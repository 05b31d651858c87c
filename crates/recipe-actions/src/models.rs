//! Models
//!
//! Request bodies and the page data handed to the client by the server.

use std::fmt;

use serde::{Deserialize, Deserializer, Serialize};

/// Recipe identifier as carried in `data-recipeid` and request bodies.
///
/// Always sent as a JSON string; accepts numbers when reading page data.
#[derive(Debug, Clone, PartialEq, Eq, Hash, Serialize)]
#[serde(transparent)]
pub struct RecipeId(String);

impl<'de> Deserialize<'de> for RecipeId {
    fn deserialize<D: Deserializer<'de>>(deserializer: D) -> Result<Self, D::Error> {
        #[derive(Deserialize)]
        #[serde(untagged)]
        enum Raw {
            Text(String),
            Number(u64),
        }

        Ok(match Raw::deserialize(deserializer)? {
            Raw::Text(id) => Self(id),
            Raw::Number(id) => Self(id.to_string()),
        })
    }
}

impl RecipeId {
    pub fn new(id: impl Into<String>) -> Self {
        Self(id.into())
    }

    pub fn as_str(&self) -> &str {
        &self.0
    }
}

impl fmt::Display for RecipeId {
    fn fmt(&self, f: &mut fmt::Formatter<'_>) -> fmt::Result {
        f.write_str(&self.0)
    }
}

impl From<&str> for RecipeId {
    fn from(id: &str) -> Self {
        Self::new(id)
    }
}

// Ids arrive as numbers from some server templates
impl From<u32> for RecipeId {
    fn from(id: u32) -> Self {
        Self(id.to_string())
    }
}

/// Body of `/favorites/add` and `/favorites/remove`
#[derive(Debug, Clone, PartialEq, Serialize)]
pub struct FavoriteRequest<'a> {
    #[serde(rename = "recipeId")]
    pub recipe_id: &'a RecipeId,
}

/// Body of `/lists/add`
#[derive(Debug, Clone, PartialEq, Serialize)]
pub struct AddToListRequest<'a> {
    #[serde(rename = "recipeId")]
    pub recipe_id: &'a RecipeId,
    #[serde(rename = "listTitle")]
    pub list_title: &'a str,
}

/// A selectable list in the current-list menu
#[derive(Debug, Clone, PartialEq, Serialize, Deserialize)]
pub struct ListEntry {
    pub title: String,
}

/// A recipe row as rendered on the page
#[derive(Debug, Clone, PartialEq, Serialize, Deserialize)]
#[serde(rename_all = "camelCase")]
pub struct RecipeEntry {
    pub id: RecipeId,
    pub title: String,
    #[serde(default)]
    pub image_url: Option<String>,
    #[serde(default)]
    pub favorited: bool,
}

/// Everything the server embeds into the page for the client
#[derive(Debug, Clone, Default, PartialEq, Serialize, Deserialize)]
pub struct PageData {
    #[serde(default)]
    pub lists: Vec<ListEntry>,
    #[serde(default)]
    pub recipes: Vec<RecipeEntry>,
}

impl PageData {
    /// Trim list titles the way the current list stores them, dropping blank ones
    pub fn normalized(mut self) -> Self {
        self.lists = self
            .lists
            .into_iter()
            .filter_map(|list| {
                let title = list.title.trim();
                (!title.is_empty()).then(|| ListEntry { title: title.to_string() })
            })
            .collect();
        self
    }

    /// Label of the first menu entry, used to seed the current list
    pub fn first_list_title(&self) -> Option<&str> {
        self.lists.first().map(|l| l.title.as_str())
    }
}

============================================================

▸ **Work item**:
Give a word-for-word copy of the records.

▸ **Task response**:
repository 05b31d651858c87c
filename crates/recipe-actions/src/models.rs
//! Models
//!
//! Request bodies and the page data handed to the client by the server.

use std::fmt;

use serde::{Deserialize, Deserializer, Serialize};

/// Recipe identifier as carried in `data-recipeid` and request bodies.
///
/// Always sent as a JSON string; accepts numbers when reading page data.
#[derive(Debug, Clone, PartialEq, Eq, Hash, Serialize)]
#[serde(transparent)]
pub struct RecipeId(String);

impl<'de> Deserialize<'de> for RecipeId {
    fn deserialize<D: Deserializer<'de>>(deserializer: D) -> Result<Self, D::Error> {
        #[derive(Deserialize)]
        #[serde(untagged)]
        enum Raw {
            Text(String),
            Number(u64),
        }

        Ok(match Raw::deserialize(deserializer)? {
            Raw::Text(id) => Self(id),
            Raw::Number(id) => Self(id.to_string()),
        })
    }
}

impl RecipeId {
    pub fn new(id: impl Into<String>) -> Self {
        Self(id.into())
    }

    pub fn as_str(&self) -> &str {
        &self.0
    }
}

impl fmt::Display for RecipeId {
    fn fmt(&self, f: &mut fmt::Formatter<'_>) -> fmt::Result {
        f.write_str(&self.0)
    }
}

impl From<&str> for RecipeId {
    fn from(id: &str) -> Self {
        Self::new(id)
    }
}

// Ids arrive as numbers from some server templates
impl From<u32> for RecipeId {
    fn from(id: u32) -> Self {
        Self(id.to_string())
    }
}

/// Body of `/favorites/add` and `/favorites/remove`
#[derive(Debug, Clone, PartialEq, Serialize)]
pub struct FavoriteRequest<'a> {
    #[serde(rename = "recipeId")]
    pub recipe_id: &'a RecipeId,
}

/// Body of `/lists/add`
#[derive(Debug, Clone, PartialEq, Serialize)]
pub struct AddToListRequest<'a> {
    #[serde(rename = "recipeId")]
    pub recipe_id: &'a RecipeId,
    #[serde(rename = "listTitle")]
    pub list_title: &'a str,
}

/// A selectable list in the current-list menu
#[derive(Debug, Clone, PartialEq, Serialize, Deserialize)]
pub struct ListEntry {
    pub title: String,
}

/// A recipe row as rendered on the page
#[derive(Debug, Clone, PartialEq, Serialize, Deserialize)]
#[serde(rename_all = "camelCase")]
pub struct RecipeEntry {
    pub id: RecipeId,
    pub title: String,
    #[serde(default)]
    pub image_url: Option<String>,
    #[serde(default)]
    pub favorited: bool,
}

/// Everything the server embeds into the page for the client
#[derive(Debug, Clone, Default, PartialEq, Serialize, Deserialize)]
pub struct PageData {
    #[serde(default)]
    pub lists: Vec<ListEntry>,
    #[serde(default)]
    pub recipes: Vec<RecipeEntry>,
}

impl PageData {
    /// Trim list titles the way the current list stores them, dropping blank ones
    pub fn normalized(mut self) -> Self {
        self.lists = self
            .lists
            .into_iter()
            .filter_map(|list| {
                let title = list.title.trim();
                (!title.is_empty()).then(|| ListEntry { title: title.to_string() })
            })
            .collect();
        self
    }

    /// Label of the first menu entry, used to seed the current list
    pub fn first_list_title(&self) -> Option<&str> {
        self.lists.first().map(|l| l.title.as_str())
    }
}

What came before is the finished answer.